* [YOUR GOAL] Repeat each line of the material word for word.

* [MATERIAL FOR THE TASK]
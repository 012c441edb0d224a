use sea_orm::entity::prelude::*;
use serde::{Deserialize, Serialize};

use crate::money::Money;

#[derive(Debug, Clone, Copy, PartialEq, Eq, Serialize, Deserialize, EnumIter, DeriveActiveEnum)]
#[sea_orm(rs_type = "String", db_type = "String(StringLen::None)")]
#[serde(rename_all = "snake_case")]
pub enum Status {
    #[sea_orm(string_value = "assigned")]
    Assigned,
    #[sea_orm(string_value = "started")]
    Started,
    #[sea_orm(string_value = "completed")]
    Completed,
    #[sea_orm(string_value = "terminated")]
    Terminated,
}

impl Status {
    /// Statuses that make the worker busy.
    pub const ACTIVE: [Status; 2] = [Status::Assigned, Status::Started];
}

/// SeaORM entity for the `project_assignments` table.
#[derive(Clone, Debug, PartialEq, Eq, DeriveEntityModel, Serialize, Deserialize)]
#[sea_orm(table_name = "project_assignments")]
pub struct Model {
    #[sea_orm(primary_key, auto_increment = false)]
    pub id: Uuid,
    pub project_id: Uuid,
    pub worker_id: Uuid,
    pub contract_id: Uuid,
    pub agreed_rate: Money,
    pub status: Status,
    pub created_at: DateTimeUtc,
    pub updated_at: DateTimeUtc,
}

#[derive(Copy, Clone, Debug, EnumIter, DeriveRelation)]
pub enum Relation {
    #[sea_orm(
        belongs_to = "super::projects::Entity",
        from = "Column::ProjectId",
        to = "super::projects::Column::Id"
    )]
    Project,
    #[sea_orm(
        belongs_to = "super::contracts::Entity",
        from = "Column::ContractId",
        to = "super::contracts::Column::Id"
    )]
    Contract,
}

impl Related<super::projects::Entity> for Entity {
    fn to() -> RelationDef {
        Relation::Project.def()
    }
}

impl Related<super::contracts::Entity> for Entity {
    fn to() -> RelationDef {
        Relation::Contract.def()
    }
}

impl ActiveModelBehavior for ActiveModel {}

* [WRITTEN SOLUTION]
repository 012c441edb0d224a
use sea_orm::entity::prelude::*;
use serde::{Deserialize, Serialize};

use crate::money::Money;

#[derive(Debug, Clone, Copy, PartialEq, Eq, Serialize, Deserialize, EnumIter, DeriveActiveEnum)]
#[sea_orm(rs_type = "String", db_type = "String(StringLen::None)")]
#[serde(rename_all = "snake_case")]
pub enum Status {
    #[sea_orm(string_value = "assigned")]
    Assigned,
    #[sea_orm(string_value = "started")]
    Started,
    #[sea_orm(string_value = "completed")]
    Completed,
    #[sea_orm(string_value = "terminated")]
    Terminated,
}

impl Status {
    /// Statuses that make the worker busy.
    pub const ACTIVE: [Status; 2] = [Status::Assigned, Status::Started];
}

/// SeaORM entity for the `project_assignments` table.
#[derive(Clone, Debug, PartialEq, Eq, DeriveEntityModel, Serialize, Deserialize)]
#[sea_orm(table_name = "project_assignments")]
pub struct Model {
    #[sea_orm(primary_key, auto_increment = false)]
    pub id: Uuid,
    pub project_id: Uuid,
    pub worker_id: Uuid,
    pub contract_id: Uuid,
    pub agreed_rate: Money,
    pub status: Status,
    pub created_at: DateTimeUtc,
    pub updated_at: DateTimeUtc,
}

#[derive(Copy, Clone, Debug, EnumIter, DeriveRelation)]
pub enum Relation {
    #[sea_orm(
        belongs_to = "super::projects::Entity",
        from = "Column::ProjectId",
        to = "super::projects::Column::Id"
    )]
    Project,
    #[sea_orm(
        belongs_to = "super::contracts::Entity",
        from = "Column::ContractId",
        to = "super::contracts::Column::Id"
    )]
    Contract,
}

impl Related<super::projects::Entity> for Entity {
    fn to() -> RelationDef {
        Relation::Project.def()
    }
}

impl Related<super::contracts::Entity> for Entity {
    fn to() -> RelationDef {
        Relation::Contract.def()
    }
}

impl ActiveModelBehavior for ActiveModel {}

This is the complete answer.